Task to complete: Go through the data below and return each line containing the word "other".

_ _ _ _ _ _ _

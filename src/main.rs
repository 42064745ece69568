//! Runs bytecode programs concurrently, one VM thread per file.
//!
//! # Usage
//! ```text
//! regvm [OPTIONS] <file>...
//! ```
//!
//! # Options
//! - `-d`, `--dump`: Print every program as hex and exit without running
//! - `-t`, `--trace`: Log every instruction and the register file
//! - `--max-steps <n>`: Fault any VM that executes more than `n` instructions
//!
//! Settings are read from `REGVM_TRACE` and `REGVM_MAX_STEPS` first and the
//! flags override them.

use regvm::config::{ConfigError, RunConfig, parse_steps};
use regvm::utils::log::{self, Level};
use regvm::virtual_machine::program::{Program, read_program_file};
use regvm::virtual_machine::registry::{Supervisor, VmHandle};
use regvm::warn;
use std::env;
use std::path::PathBuf;
use std::process;

const USAGE: &str = "\
Register VM runner

USAGE:
    {program} [OPTIONS] <file>...

ARGS:
    <file>...    Program files, raw 8-byte instruction records

OPTIONS:
    -d, --dump           Print each program as hex and exit
    -t, --trace          Log every executed instruction and the registers
    --max-steps <n>      Fault a VM after n executed instructions
    -h, --help           Print this help message

ENVIRONMENT:
    REGVM_TRACE          Enable tracing (1, true, yes, on)
    REGVM_MAX_STEPS      Default for --max-steps

EXAMPLES:
    # Run two programs side by side
    {program} add.bin loop.bin

    # Inspect a program without running it
    {program} --dump add.bin";

fn main() {
    let args: Vec<String> = env::args().collect();
    let program = args.first().map(String::as_str).unwrap_or("regvm");

    let mut config = RunConfig::from_env().unwrap_or_else(|e| {
        eprintln!("{e}");
        process::exit(1);
    });
    let mut dump = false;
    let mut files: Vec<PathBuf> = Vec::new();

    let mut i = 1;
    while i < args.len() {
        match args[i].as_str() {
            "-h" | "--help" => {
                print_usage(program);
                process::exit(1);
            }
            "-d" | "--dump" => dump = true,
            "-t" | "--trace" => config = config.with_trace(true),
            "--max-steps" => {
                i += 1;
                let Some(raw) = args.get(i) else {
                    eprintln!(
                        "{}",
                        ConfigError::MissingArgument {
                            flag: "--max-steps".to_string()
                        }
                    );
                    process::exit(1);
                };
                match parse_steps("--max-steps", raw) {
                    Ok(n) => config = config.with_max_steps(Some(n)),
                    Err(e) => {
                        eprintln!("{e}");
                        process::exit(1);
                    }
                }
            }
            other if other.len() > 1 && other.starts_with('-') => {
                eprintln!("Unexpected argument: {}\n", other);
                print_usage(program);
                process::exit(1);
            }
            file => files.push(PathBuf::from(file)),
        }
        i += 1;
    }

    if files.is_empty() {
        print_usage(program);
        process::exit(1);
    }

    if config.trace {
        log::set_min_level(Level::Debug);
    }

    if dump {
        for path in &files {
            match read_program_file(path) {
                Ok(bytes) if bytes.is_empty() => warn!("skipping: '{}' is empty", path.display()),
                Ok(bytes) => {
                    let compiled = Program::compile(&bytes);
                    if let Some(warning) = compiled.warning {
                        warn!("{}: {}", path.display(), warning);
                    }
                    println!("{}:", path.display());
                    print!("{}", compiled.program.hex_dump());
                }
                Err(e) => warn!("skipping: {e}"),
            }
        }
        return;
    }

    let supervisor = Supervisor::new(config);

    let handles: Vec<VmHandle> = files
        .iter()
        .filter_map(|path| match supervisor.load_file(path) {
            Ok(handle) => Some(handle),
            Err(e) => {
                warn!("skipping: {e}");
                None
            }
        })
        .collect();

    for state in supervisor.run_all(handles) {
        println!("{state}");
    }
}

fn print_usage(program: &str) {
    eprintln!("{}", USAGE.replace("{program}", program));
}
//! Condition flags held in the flags register (`r4`).
//!
//! Arithmetic only ever computes Zero, Sign and Parity. Carry and Overflow have
//! reserved bits but nothing sets them, so `JGT` reduces to "zero set or sign
//! clear" and `JLT` to "sign set" unless a program writes `r4` itself (through
//! `MOV r4, ..` or `POPF`).

/// Result was zero.
pub const FLAG_ZERO: i32 = 1 << 0;
/// Result was negative.
pub const FLAG_SIGN: i32 = 1 << 1;
/// Result had an even number of set bits.
pub const FLAG_PARITY: i32 = 1 << 2;
/// Reserved, never computed.
pub const FLAG_CARRY: i32 = 1 << 3;
/// Reserved, never computed.
pub const FLAG_OVERFLOW: i32 = 1 << 4;

/// A view over the raw flags register value.
#[derive(Clone, Copy, Debug, Default, PartialEq, Eq)]
pub struct Flags(pub i32);

impl Flags {
    pub const fn bits(&self) -> i32 {
        self.0
    }

    const fn is_set(&self, flag: i32) -> bool {
        self.0 & flag != 0
    }

    pub const fn zero(&self) -> bool {
        self.is_set(FLAG_ZERO)
    }

    pub const fn sign(&self) -> bool {
        self.is_set(FLAG_SIGN)
    }

    pub const fn parity(&self) -> bool {
        self.is_set(FLAG_PARITY)
    }

    pub const fn carry(&self) -> bool {
        self.is_set(FLAG_CARRY)
    }

    pub const fn overflow(&self) -> bool {
        self.is_set(FLAG_OVERFLOW)
    }
}

impl std::fmt::Display for Flags {
    fn fmt(&self, f: &mut std::fmt::Formatter<'_>) -> std::fmt::Result {
        let letter = |set: bool, c: char| if set { c } else { '-' };
        write!(
            f,
            "{}{}{}{}{}",
            letter(self.overflow(), 'O'),
            letter(self.carry(), 'C'),
            letter(self.parity(), 'P'),
            letter(self.sign(), 'S'),
            letter(self.zero(), 'Z'),
        )
    }
}

/// Computes Zero, Sign and Parity for an arithmetic result.
pub const fn compute_flags(value: i32) -> Flags {
    let mut bits = 0;
    if value == 0 {
        bits |= FLAG_ZERO;
    }
    if value < 0 {
        bits |= FLAG_SIGN;
    }
    if value.count_ones() % 2 == 0 {
        bits |= FLAG_PARITY;
    }
    Flags(bits)
}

_ _ _ _ _ _ _

Completed exercise:
            other if other.len() > 1 && other.starts_with('-') => {
                eprintln!("Unexpected argument: {}\n", other);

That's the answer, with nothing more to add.